Epigenetic regulation of canonical TNFα pathway by HDAC1 determines survival of cardiac myocytes.

Gene transcription is regulated by post-translation modifications. Histone deacetylases (HDACs) remove acetyl groups from histone and non-histone factors inhibiting transcription. Proinflammatory cytokines such as TNFα activate the canonical nuclear factor-κB (NF-κB) pathway. Earlier we established a cytoprotective role for NF-κB in the heart. Though a causal relationship for HDAC1 and NF-κB has been established, the impact of HDAC1 on TNFα signaling is unknown.
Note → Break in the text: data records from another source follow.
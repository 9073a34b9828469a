//! Console trigger for rebooting into the ROM USB bootloader.
//!
//! The host sends `BOOTSEL` followed by CR or LF. Bytes are collected into an
//! 8-byte line buffer; a terminator checks the buffer against the magic word
//! (ASCII case-insensitive) and then clears it. A byte arriving while the
//! buffer is full discards the line and is itself dropped.

use heapless::Vec;

const MAGIC: &[u8; 7] = b"BOOTSEL";

/// Line buffer capacity.
pub const LINE_CAPACITY: usize = 8;

/// Incremental matcher fed one console byte at a time.
#[derive(Debug, Clone, Default)]
pub struct BootselDetector {
    line: Vec<u8, LINE_CAPACITY>,
}

impl BootselDetector {
    pub const fn new() -> Self { Self { line: Vec::new() } }

    /// Feed one byte; `true` once a full `BOOTSEL` line has been received.
    pub fn feed(
        &mut self,
        byte: u8,
    ) -> bool {
        if byte == b'\r' || byte == b'\n' {
            let matched = self.line.eq_ignore_ascii_case(MAGIC);
            self.line.clear();
            return matched;
        }

        if self.line.push(byte).is_err() {
            self.line.clear();
        }
        false
    }

    /// Feed a run of bytes, stopping at the first match.
    pub fn feed_all(
        &mut self,
        bytes: &[u8],
    ) -> bool {
        bytes.iter().any(|&b| self.feed(b))
    }

    /// Bytes buffered for the current line.
    #[inline]
    pub fn pending(&self) -> usize { self.line.len() }
}

// =============================================================================
// Unit Tests
// =============================================================================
Herein, we demonstrate that HDAC1 provides a molecular switch for determining cell survival in the TNFα pathway. In contrast to vehicle-treated control cells, TNFα-treated cells displayed a marked increase in NF-κB gene transcription. Notably, cells treated with TNFα were indistinguishable from vehicle controls cells with respect to viability. Interestingly, HDAC activity was reduced in cells treated with TNFα. Conversely, in the presence of HDAC1, NF-κB gene transcription by TNFα was repressed, resulting in mitochondrial perturbations and widespread cell death. Heterologous fusion proteins comprised of yeast Gal4 DNA binding domain fused in frame to the NF-κB p65 transactivation domain were preferentially repressed by HDAC1. Moreover, transcription mediated by Gal4VP16 protein from herpes virus was unaffected by HDAC1 in cardiac myocytes. Mutations that abrogate known catalytic activities of HDAC1, small interference RNA, or pharmacological inhibition of HDAC1 restored NF-κB signaling and suppressed cell death induced by TNFα. These data provide the first evidence for an obligate link between HDAC1 and canonical TNFα pathway for cell survival of cardiac myocytes.